1977 AMC AM Van 4×4 Concept Vehicle

1977 AMC AM Van 4×4 Concept Vehicle

Richard Heseltine takes a look at AMC’s last hurrah of a concept, the groovy-looking AM van…


From here to obscurity

It appears achingly cool in the present day, but then it was broadly popular for about five minutes in 1977. The AM Van was a concept car, er… commercial vehicle, that aimed to inject some much-needed razzmatazz into the ailing AMC brand. This hardy independent had punched above its weight time and again, innovating out of necessity with development budgets that wouldn’t cover the catering bill for the Big Three in Detroit. However, scroll back to the mid- to late-Seventies and the wider media sensed blood. American Motors was ailing, and its management attempted to deflect attention – create positive press – by initiating a programme that would showcase how forward-thinking it was. Ignore the doom and gloom. Concentrate instead on the shiny baubles.


1977 AMC AM Van 4×4 Concept Vehicle

‘Concept 80’ was in effect a travelling motor show; a sort of GM Motorama for the Seventies, albeit on a small scale. Its raft of concept cars proved remarkably prescient too, even if not all of them were strictly new. The groovy-looking, battery-powered Electron, for example, was merely the Amitron, a 10-year-old commuter shuttle concept that had been given a light facelift and a respray. The Concept 1 was a compact two-door hatchback, the Jeep II was a shrunken off-roader that in a roundabout way foretold the Suzuki Samurai/Jimny, and so on.

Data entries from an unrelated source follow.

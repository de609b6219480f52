//! 会话持久化
//!
//! 登录会话以 JSON 保存在数据目录下的 `session.json`。
//! 这里只保存认证状态，prompt 数据从不落盘。

use crate::config::Config;
use crate::models::AuthSession;
use std::fs;
use std::io::Write;
use std::path::{Path, PathBuf};
use thiserror::Error;

const SESSION_FILE: &str = "session.json";

#[derive(Debug, Error)]
pub enum SessionError {
    #[error("会话文件读写失败 {path}: {source}")]
    Io {
        path: PathBuf,
        #[source]
        source: std::io::Error,
    },

    #[error("会话文件格式错误: {0}")]
    Json(#[from] serde_json::Error),
}

#[derive(Debug, Clone)]
pub struct SessionStore {
    path: PathBuf,
}

impl SessionStore {
    pub fn new(path: impl Into<PathBuf>) -> Self {
        Self { path: path.into() }
    }

    pub fn from_config(config: &Config) -> Self {
        Self::new(config.data_dir().join(SESSION_FILE))
    }

    pub fn path(&self) -> &Path {
        &self.path
    }

    /// `Ok(None)` when no session has been saved.
    pub fn load(&self) -> Result<Option<AuthSession>, SessionError> {
        if !self.path.exists() {
            return Ok(None);
        }
        let content = fs::read_to_string(&self.path).map_err(|source| self.io_error(source))?;
        if content.trim().is_empty() {
            return Ok(None);
        }
        Ok(Some(serde_json::from_str(&content)?))
    }

    pub fn save(&self, session: &AuthSession) -> Result<(), SessionError> {
        if let Some(dir) = self.path.parent() {
            fs::create_dir_all(dir).map_err(|source| self.io_error(source))?;
        }
        let content = serde_json::to_string_pretty(session)?;

        // 会话文件包含 token，只允许当前用户读写
        let mut options = fs::OpenOptions::new();
        options.write(true).create(true).truncate(true);
        #[cfg(unix)]
        {
            use std::os::unix::fs::OpenOptionsExt;
            options.mode(0o600);
        }
        let mut file = options
            .open(&self.path)
            .map_err(|source| self.io_error(source))?;

        // mode 只对新建文件生效，已有文件需要单独收紧权限
        #[cfg(unix)]
        {
            use std::os::unix::fs::PermissionsExt;
            file.set_permissions(fs::Permissions::from_mode(0o600))
                .map_err(|source| self.io_error(source))?;
        }

        file.write_all(content.as_bytes())
            .map_err(|source| self.io_error(source))?;

        tracing::debug!("[Session] 会话已保存: {:?}", self.path);
        Ok(())
    }

    pub fn clear(&self) -> Result<(), SessionError> {
        match fs::remove_file(&self.path) {
            Ok(()) => Ok(()),
            Err(e) if e.kind() == std::io::ErrorKind::NotFound => Ok(()),
            Err(source) => Err(self.io_error(source)),
        }
    }

    fn io_error(&self, source: std::io::Error) -> SessionError {
        SessionError::Io {
            path: self.path.clone(),
            source,
        }
    }
}
//! 远端存储 Trait 定义
//!
//! 定义行存储与认证服务的调用接口。
//! 后端层只负责请求/响应，不做输入校验，也不维护任何缓存。

use crate::models::{
    AuthSession, AuthUser, NewPrompt, Prompt, PromptChanges, PromptQuery, SignUpOutcome,
};
use async_trait::async_trait;

/// 后端调用结果
pub type BackendResult<T> = Result<T, BackendError>;

/// 后端错误类型
#[derive(Debug, Clone, PartialEq, Eq)]
pub struct BackendError {
    /// 错误类型
    pub kind: BackendErrorKind,
    /// 错误消息
    pub message: String,
    /// HTTP 状态码（如果有）
    pub status_code: Option<u16>,
}

impl std::fmt::Display for BackendError {
    fn fmt(&self, f: &mut std::fmt::Formatter<'_>) -> std::fmt::Result {
        if let Some(code) = self.status_code {
            write!(f, "{} ({}): {}", self.kind, code, self.message)
        } else {
            write!(f, "{}: {}", self.kind, self.message)
        }
    }
}

impl std::error::Error for BackendError {}

/// 后端错误类型枚举
#[derive(Debug, Clone, Copy, PartialEq, Eq)]
pub enum BackendErrorKind {
    /// 认证错误
    AuthenticationError,
    /// 网络错误
    NetworkError,
    /// 请求超时
    Timeout,
    /// 服务端错误
    ServerError,
    /// 请求格式错误
    BadRequest,
    /// 资源不存在
    NotFound,
    /// 其他错误
    Other,
}

impl std::fmt::Display for BackendErrorKind {
    fn fmt(&self, f: &mut std::fmt::Formatter<'_>) -> std::fmt::Result {
        match self {
            Self::AuthenticationError => write!(f, "AuthenticationError"),
            Self::NetworkError => write!(f, "NetworkError"),
            Self::Timeout => write!(f, "Timeout"),
            Self::ServerError => write!(f, "ServerError"),
            Self::BadRequest => write!(f, "BadRequest"),
            Self::NotFound => write!(f, "NotFound"),
            Self::Other => write!(f, "Other"),
        }
    }
}

impl BackendError {
    /// 创建新的后端错误
    pub fn new(kind: BackendErrorKind, message: impl Into<String>) -> Self {
        Self {
            kind,
            message: message.into(),
            status_code: None,
        }
    }

    /// 带 HTTP 状态码创建错误
    pub fn with_status(kind: BackendErrorKind, message: impl Into<String>, status: u16) -> Self {
        Self {
            kind,
            message: message.into(),
            status_code: Some(status),
        }
    }

    /// 从 HTTP 状态码推断错误类型
    pub fn from_status(status: u16, message: impl Into<String>) -> Self {
        let kind = match status {
            401 | 403 => BackendErrorKind::AuthenticationError,
            400 | 409 | 422 => BackendErrorKind::BadRequest,
            404 => BackendErrorKind::NotFound,
            408 => BackendErrorKind::Timeout,
            500..=599 => BackendErrorKind::ServerError,
            _ => BackendErrorKind::Other,
        };
        Self::with_status(kind, message, status)
    }
}

impl From<reqwest::Error> for BackendError {
    fn from(err: reqwest::Error) -> Self {
        let kind = if err.is_timeout() {
            BackendErrorKind::Timeout
        } else if err.is_decode() {
            BackendErrorKind::Other
        } else {
            BackendErrorKind::NetworkError
        };
        match err.status() {
            Some(status) => Self::with_status(kind, err.to_string(), status.as_u16()),
            None => Self::new(kind, err.to_string()),
        }
    }
}

/// 行存储 Trait
///
/// 对应远端的 `prompts` / `profiles` 两张表。
#[async_trait]
pub trait RemoteStore: Send + Sync {
    /// 按创建时间排序查询 prompts
    async fn select_prompts(&self, query: &PromptQuery) -> BackendResult<Vec<Prompt>>;

    /// 插入一条 prompt
    async fn insert_prompt(&self, prompt: &NewPrompt) -> BackendResult<()>;

    /// 按 id 更新 title / content / is_public
    async fn update_prompt(&self, id: &str, changes: &PromptChanges) -> BackendResult<()>;

    /// 按 id 删除
    async fn delete_prompt(&self, id: &str) -> BackendResult<()>;

    /// 删除用户资料行
    async fn delete_profile(&self, user_id: &str) -> BackendResult<()>;

    /// 获取存储名称（用于日志）
    fn name(&self) -> &str;
}

/// 认证服务 Trait
#[async_trait]
pub trait AuthBackend: Send + Sync {
    async fn sign_up(&self, email: &str, password: &str) -> BackendResult<SignUpOutcome>;

    async fn sign_in(&self, email: &str, password: &str) -> BackendResult<AuthSession>;

    async fn sign_out(&self, access_token: &str) -> BackendResult<()>;

    /// 校验 access token 并返回当前用户
    async fn get_user(&self, access_token: &str) -> BackendResult<AuthUser>;

    async fn update_password(&self, access_token: &str, new_password: &str) -> BackendResult<()>;
}

#[cfg(test)]
mod tests {
    use super::*;

    #[test]
    fn test_backend_error_display() {
        let err = BackendError::new(BackendErrorKind::NetworkError, "connection refused");
        assert_eq!(format!("{}", err), "NetworkError: connection refused");

        let err = BackendError::with_status(BackendErrorKind::ServerError, "internal error", 500);
        assert_eq!(format!("{}", err), "ServerError (500): internal error");
    }

    #[test]
    fn test_backend_error_from_status() {
        let err = BackendError::from_status(401, "JWT expired");
        assert_eq!(err.kind, BackendErrorKind::AuthenticationError);
        assert_eq!(err.status_code, Some(401));

        assert_eq!(
            BackendError::from_status(409, "duplicate key").kind,
            BackendErrorKind::BadRequest
        );
        assert_eq!(
            BackendError::from_status(404, "relation does not exist").kind,
            BackendErrorKind::NotFound
        );
        assert_eq!(
            BackendError::from_status(503, "service unavailable").kind,
            BackendErrorKind::ServerError
        );
        assert_eq!(BackendError::from_status(302, "moved").kind, BackendErrorKind::Other);
    }
}
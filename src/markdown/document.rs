//! 完整文档渲染

use super::RulePipeline;
use once_cell::sync::Lazy;
use regex::{Captures, Regex};

/// Fenced code is pulled out before the pipeline runs and put back afterwards.
static CODE_FENCE: Lazy<Regex> =
    Lazy::new(|| Regex::new(r"(?s)```(.*?)```").expect("code fence regex is valid"));
static FENCE_SLOT: Lazy<Regex> =
    Lazy::new(|| Regex::new(r"\x00([0-9]+)\x00").expect("fence slot regex is valid"));

pub(super) static DOCUMENT_PIPELINE: Lazy<RulePipeline> = Lazy::new(|| {
    build_document_pipeline().expect("document rules are valid regexes")
});

fn build_document_pipeline() -> Result<RulePipeline, regex::Error> {
    RulePipeline::new()
        .rule(
            "heading_3",
            r"(?mR)^### (.*)$",
            r#"<h3 class="text-lg font-semibold text-gray-800 mt-6 mb-3 border-b border-gray-200 pb-1">${1}</h3>"#,
        )?
        .rule(
            "heading_2",
            r"(?mR)^## (.*)$",
            r#"<h2 class="text-xl font-semibold text-gray-800 mt-6 mb-3 border-b border-gray-200 pb-2">${1}</h2>"#,
        )?
        .rule(
            "heading_1",
            r"(?mR)^# (.*)$",
            r#"<h1 class="text-2xl font-bold text-gray-800 mt-6 mb-4 border-b-2 border-gray-300 pb-2">${1}</h1>"#,
        )?
        .rule(
            "bold",
            r"\*\*(.*?)\*\*",
            r#"<strong class="font-semibold text-gray-900">${1}</strong>"#,
        )?
        .rule(
            "italic",
            r"\*(.*?)\*",
            r#"<em class="italic text-gray-700">${1}</em>"#,
        )?
        .rule(
            "inline_code",
            r"`([^`]+)`",
            r#"<code class="bg-gray-100 text-gray-800 px-2 py-1 rounded text-sm font-mono border">${1}</code>"#,
        )?
        .rule(
            "blockquote",
            r"(?mR)^> (.*)$",
            r#"<blockquote class="border-l-4 border-blue-500 bg-blue-50 pl-4 py-2 italic text-gray-700 my-3 rounded-r">${1}</blockquote>"#,
        )?
        .rule(
            "unordered_item",
            r"(?mR)^- (.*)$",
            r#"<li class="ml-6 mb-1 relative"><span class="absolute -left-4 text-blue-500">•</span>${1}</li>"#,
        )?
        .rule(
            "ordered_item",
            r"(?mR)^[0-9]+\. (.*)$",
            r#"<li class="ml-6 mb-1 list-decimal">${1}</li>"#,
        )?
        .rule(
            "link",
            r"\[([^\]]+)\]\(([^)]+)\)",
            r#"<a href="${2}" class="text-blue-600 hover:text-blue-800 underline hover:no-underline transition-colors" target="_blank" rel="noopener noreferrer">${1}</a>"#,
        )?
        .rule("paragraph_break", r"\n\n", r#"</p><p class="mb-4">"#)?
        .rule("line_break", r"\n", "<br>")
}

fn code_block_html(code: &str) -> String {
    format!(
        r#"<pre class="bg-gray-900 text-gray-100 p-4 rounded-lg overflow-x-auto my-4 border"><code class="text-sm font-mono whitespace-pre">{code}</code></pre>"#
    )
}

/// Renders the full-document HTML view of a prompt.
///
/// List items are emitted without an enclosing `<ul>`/`<ol>`. The body of a
/// fenced code block is emitted verbatim.
pub fn render_document(text: &str) -> String {
    let mut fences: Vec<String> = Vec::new();
    let shielded = CODE_FENCE.replace_all(text, |caps: &Captures| {
        fences.push(caps[1].to_string());
        format!("\u{0}{}\u{0}", fences.len() - 1)
    });

    let body = DOCUMENT_PIPELINE.apply(&shielded);
    let body = FENCE_SLOT.replace_all(&body, |caps: &Captures| {
        match caps[1].parse::<usize>().ok().and_then(|i| fences.get(i)) {
            Some(code) => code_block_html(code),
            None => caps[0].to_string(),
        }
    });

    format!(r#"<p class="mb-4">{body}</p>"#)
}
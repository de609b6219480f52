//! Prompt 命令
//!
//! 列表、查看、新增、编辑、删除与复制。

use crate::backends::RemoteStore;
use crate::markdown::{render_card_preview, render_document, truncate_for_card, CARD_PLACEHOLDER};
use crate::models::Prompt;
use crate::services::{copy_to_clipboard, PromptStore};
use crate::validation::sanitize_input;
use anyhow::{anyhow, Result};
use std::io::Write;

pub const NO_PROMPTS: &str = "No prompts yet. Create one with `promptdeck add`.";
pub const NO_MATCHES: &str = "No prompts match your search.";

/// One list entry: id and title, date and visibility, then the preview.
pub fn format_card(prompt: &Prompt, html: bool) -> String {
    let visibility = if prompt.is_public { "public" } else { "private" };
    let preview = if html {
        render_card_preview(&prompt.content)
    } else {
        plain_preview(&prompt.content)
    };
    format!(
        "{}  {}\n    {} · {}\n    {}\n",
        prompt.id,
        prompt.title,
        prompt.display_date(),
        visibility,
        preview
    )
}

fn plain_preview(content: &str) -> String {
    let content = content.trim();
    if content.is_empty() {
        return CARD_PLACEHOLDER.to_string();
    }
    sanitize_input(&truncate_for_card(content))
}

pub async fn list<S, W>(
    store: &mut PromptStore<S>,
    search: Option<&str>,
    html: bool,
    out: &mut W,
) -> Result<()>
where
    S: RemoteStore + ?Sized,
    W: Write,
{
    store.fetch_all().await?;
    if let Some(query) = search {
        store.set_search_query(query);
    }

    if store.filtered().is_empty() {
        let message = if store.prompts().is_empty() {
            NO_PROMPTS
        } else {
            NO_MATCHES
        };
        writeln!(out, "{message}")?;
        return Ok(());
    }
    for prompt in store.filtered() {
        writeln!(out, "{}", format_card(prompt, html))?;
    }
    Ok(())
}

fn cached<'a, S>(store: &'a PromptStore<S>, id: &str) -> Result<&'a Prompt>
where
    S: RemoteStore + ?Sized,
{
    store
        .find(id)
        .ok_or_else(|| anyhow!("Prompt not found: {id}"))
}

/// Prints the title and the full-document HTML rendering.
pub async fn show<S, W>(store: &mut PromptStore<S>, id: &str, out: &mut W) -> Result<()>
where
    S: RemoteStore + ?Sized,
    W: Write,
{
    store.fetch_all().await?;
    let prompt = cached(store, id)?;
    writeln!(out, "<h1>{}</h1>", prompt.title)?;
    writeln!(out, "{}", render_document(&prompt.content))?;
    Ok(())
}

pub async fn add<S, W>(
    store: &mut PromptStore<S>,
    user_id: &str,
    title: &str,
    content: &str,
    public: bool,
    out: &mut W,
) -> Result<()>
where
    S: RemoteStore + ?Sized,
    W: Write,
{
    store.open_add();
    if let Err(e) = store.add(title, content, user_id, public).await {
        store.close_editor();
        return Err(e.into());
    }
    writeln!(out, "Prompt added.")?;
    Ok(())
}

pub async fn edit<S, W>(
    store: &mut PromptStore<S>,
    id: &str,
    title: &str,
    content: &str,
    public: bool,
    out: &mut W,
) -> Result<()>
where
    S: RemoteStore + ?Sized,
    W: Write,
{
    store.fetch_all().await?;
    if !store.open_edit(id) {
        return Err(anyhow!("Prompt not found: {id}"));
    }
    if let Err(e) = store.update(id, title, content, public).await {
        store.close_editor();
        return Err(e.into());
    }
    writeln!(out, "Prompt updated.")?;
    Ok(())
}

/// Deletes after confirmation. `confirm` is only asked when `yes` is not set.
pub async fn delete<S, W, C>(
    store: &mut PromptStore<S>,
    id: &str,
    yes: bool,
    confirm: C,
    out: &mut W,
) -> Result<()>
where
    S: RemoteStore + ?Sized,
    W: Write,
    C: FnOnce(&str) -> Result<bool>,
{
    store.fetch_all().await?;
    let title = cached(store, id)?.title.clone();

    if !yes && !confirm(&format!("Delete \"{title}\"? This cannot be undone."))? {
        writeln!(out, "Cancelled.")?;
        return Ok(());
    }
    store.delete(id).await?;
    writeln!(out, "Prompt deleted.")?;
    Ok(())
}

pub async fn copy<S, W>(store: &mut PromptStore<S>, id: &str, out: &mut W) -> Result<()>
where
    S: RemoteStore + ?Sized,
    W: Write,
{
    store.fetch_all().await?;
    let content = cached(store, id)?.content.clone();
    copy_content(&content, copy_to_clipboard, out)
}

pub(crate) fn copy_content<W, F>(content: &str, copier: F, out: &mut W) -> Result<()>
where
    W: Write,
    F: FnOnce(&str) -> bool,
{
    if copier(content) {
        writeln!(out, "Copied!")?;
    } else {
        writeln!(out, "Could not access the clipboard.")?;
    }
    Ok(())
}
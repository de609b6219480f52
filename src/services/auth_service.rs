//! 认证服务
//!
//! 注册、登录、登出、修改密码与删除账号。
//! 除注册和登录外，所有操作都需要已有会话。

use crate::backends::{AuthBackend, BackendErrorKind, RemoteStore};
use crate::errors::AppError;
use crate::models::{AuthSession, AuthUser, SignUpOutcome};
use crate::services::session_store::SessionStore;
use crate::validation::{validate_email, validate_password, MIN_PASSWORD_CHARS};
use std::sync::Arc;

pub const NOT_SIGNED_IN: &str = "Not signed in";
pub const PASSWORD_UPDATED: &str = "Password updated successfully";

pub struct AuthService<A: AuthBackend + ?Sized> {
    auth: Arc<A>,
    sessions: Option<SessionStore>,
    session: Option<AuthSession>,
}

impl<A: AuthBackend + ?Sized> AuthService<A> {
    pub fn new(auth: Arc<A>) -> Self {
        Self {
            auth,
            sessions: None,
            session: None,
        }
    }

    /// Persists sessions through `store` and restores a saved one.
    /// An expired saved session is discarded.
    pub fn with_session_store(mut self, store: SessionStore) -> Self {
        match store.load() {
            Ok(Some(session)) if session.is_expired() => {
                tracing::info!("[Auth] 保存的会话已过期，需要重新登录");
                if let Err(e) = store.clear() {
                    tracing::warn!("[Auth] 清除过期会话失败: {}", e);
                }
            }
            Ok(session) => self.session = session,
            Err(e) => tracing::warn!("[Auth] 读取会话失败: {}", e),
        }
        self.sessions = Some(store);
        self
    }

    pub fn current_session(&self) -> Option<&AuthSession> {
        self.session.as_ref()
    }

    /// Token for row requests made on behalf of the signed-in user.
    pub fn access_token(&self) -> Option<String> {
        self.session.as_ref().map(|s| s.access_token.clone())
    }

    pub fn current_user(&self) -> Option<&AuthUser> {
        self.session.as_ref().map(|s| &s.user)
    }

    /// The active session, or an `Auth` error.
    pub fn require_session(&self) -> Result<&AuthSession, AppError> {
        self.session
            .as_ref()
            .ok_or_else(|| AppError::auth(NOT_SIGNED_IN))
    }

    fn remember(&mut self, session: AuthSession) {
        if let Some(store) = &self.sessions {
            if let Err(e) = store.save(&session) {
                tracing::warn!("[Auth] 保存会话失败: {}", e);
            }
        }
        self.session = Some(session);
    }

    fn forget(&mut self) {
        if let Some(store) = &self.sessions {
            if let Err(e) = store.clear() {
                tracing::warn!("[Auth] 清除会话失败: {}", e);
            }
        }
        self.session = None;
    }

    pub async fn sign_up(
        &mut self,
        email: &str,
        password: &str,
        confirm_password: &str,
    ) -> Result<SignUpOutcome, AppError> {
        let email = email.trim();
        validate_email(email)?;
        validate_password(password)?;
        if confirm_password.is_empty() {
            return Err(AppError::validation(
                "confirm_password",
                "Please confirm your password",
            ));
        }
        if password != confirm_password {
            return Err(AppError::validation(
                "confirm_password",
                "Passwords do not match",
            ));
        }

        let outcome = self.auth.sign_up(email, password).await.map_err(|e| {
            tracing::error!("[Auth] 注册失败: {}", e);
            AppError::from(e)
        })?;

        match &outcome {
            SignUpOutcome::SignedIn(session) => {
                tracing::info!("[Auth] 注册成功: {}", session.user.id);
                self.remember(session.clone());
            }
            SignUpOutcome::ConfirmationRequired(user) => {
                tracing::info!("[Auth] 注册成功，等待邮箱确认: {}", user.id);
            }
        }
        Ok(outcome)
    }

    pub async fn sign_in(&mut self, email: &str, password: &str) -> Result<&AuthSession, AppError> {
        let email = email.trim();
        validate_email(email)?;
        if password.is_empty() {
            return Err(AppError::validation("password", "Password is required"));
        }

        let session = self.auth.sign_in(email, password).await.map_err(|e| {
            tracing::warn!("[Auth] 登录失败: {}", e);
            match e.kind {
                BackendErrorKind::NetworkError
                | BackendErrorKind::Timeout
                | BackendErrorKind::ServerError => AppError::from(e),
                _ => AppError::auth(e.message),
            }
        })?;
        self.remember(session);
        self.require_session()
    }

    /// Ends the session remotely and locally. The local session is dropped
    /// even when the remote call fails.
    pub async fn sign_out(&mut self) -> Result<(), AppError> {
        let session = self.require_session()?.clone();
        let result = self.auth.sign_out(&session.access_token).await;
        self.forget();
        result.map_err(|e| {
            tracing::warn!("[Auth] 远端登出失败: {}", e);
            AppError::from(e)
        })
    }

    /// Refreshes the cached user from the auth service.
    pub async fn fetch_user(&mut self) -> Result<AuthUser, AppError> {
        let token = self.require_session()?.access_token.clone();
        let user = self.auth.get_user(&token).await?;
        if let Some(session) = self.session.as_mut() {
            session.user = user.clone();
        }
        Ok(user)
    }

    /// Returns the confirmation message on success.
    pub async fn change_password(
        &self,
        new_password: &str,
        confirm_password: &str,
    ) -> Result<&'static str, AppError> {
        let session = self.require_session()?;
        if new_password.trim().chars().count() < MIN_PASSWORD_CHARS {
            return Err(AppError::validation(
                "password",
                "Password must be at least 6 characters long",
            ));
        }
        if new_password != confirm_password {
            return Err(AppError::validation(
                "confirm_password",
                "Passwords do not match",
            ));
        }

        self.auth
            .update_password(&session.access_token, new_password)
            .await?;
        tracing::info!("[Auth] 密码已更新: {}", session.user.id);
        Ok(PASSWORD_UPDATED)
    }

    /// Deletes the profile row through `remote`, then signs out.
    pub async fn delete_account<R>(&mut self, remote: &R) -> Result<(), AppError>
    where
        R: RemoteStore + ?Sized,
    {
        let user_id = self.require_session()?.user.id.clone();
        remote
            .delete_profile(&user_id)
            .await
            .map_err(|e| AppError::from_backend("Failed to delete account", e))?;
        tracing::info!("[Auth] 账号资料已删除: {}", user_id);
        self.sign_out().await
    }
}
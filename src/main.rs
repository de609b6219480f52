use clap::Parser;
use promptdeck_lib::commands::{self, Cli};
use promptdeck_lib::config::Config;
use promptdeck_lib::logger;
use std::process;

#[tokio::main]
async fn main() {
    let cli = Cli::parse();

    let config = match Config::load(cli.config.as_deref()) {
        Ok(config) => config,
        Err(e) => {
            eprintln!("Error: {e}");
            process::exit(1);
        }
    };

    if let Err(e) = logger::init_logging(&config, cli.verbose) {
        eprintln!("Warning: 日志初始化失败: {e}");
    }

    if let Err(e) = commands::run(cli, config).await {
        tracing::debug!("[CLI] 命令失败: {:?}", e);
        eprintln!("Error: {e:#}");
        process::exit(1);
    }
}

The AM Van was the one that was most firmly anchored in the present, not least because of the visuals, but it still managed to hint at the near future and hit the mark squarely as it did so. This was the period when custom vans were hip. They had crossed over into the mainstream, when even music and film talked up a storm about shag-carpeted gin palaces and the freedom that came with having a motorised playpen. In many ways, the AM Van was a reflection of the times, but then AMC didn’t produce civilian vans. Instead, it went its own way and envisioned a compact van; one that was shorter than a VW Beetle. It thought of urban dwellers and the size of their garages. The AM Van had all the right trinkets – flared arches, sidepipes and custom wheels – it even had the obligatory porthole window, until a subsequent makeover, but on a much smaller canvas. Styled under the leadership of studio chief Dick Teague, its cabforward, wedge-shaped nose was ahead of its time by about a decade.

The graphics also promised four-wheel drive. That and a turbocharged engine at a time when forced-induction was still deemed exotic. AMC had seemingly pulled off a masterstroke with the AM Van. It was considered the most well-liked of all the Concept 80 vehicles when the exit polls came in from showgoers’ questionnaires. However, there was never any real likelihood of it ever making the leap into production, and the prototype was merely a glassfibre bodyshell. There was no running gear.

Remarkably though, the AM Van survived being broken up, and in time formed part of the Joe Bortz collection of showstoppers in Chicago. However, it has since been sold to a German enthusiast who is in the throes of mating the body to a reconfigured Jeep CJ-7 chassis.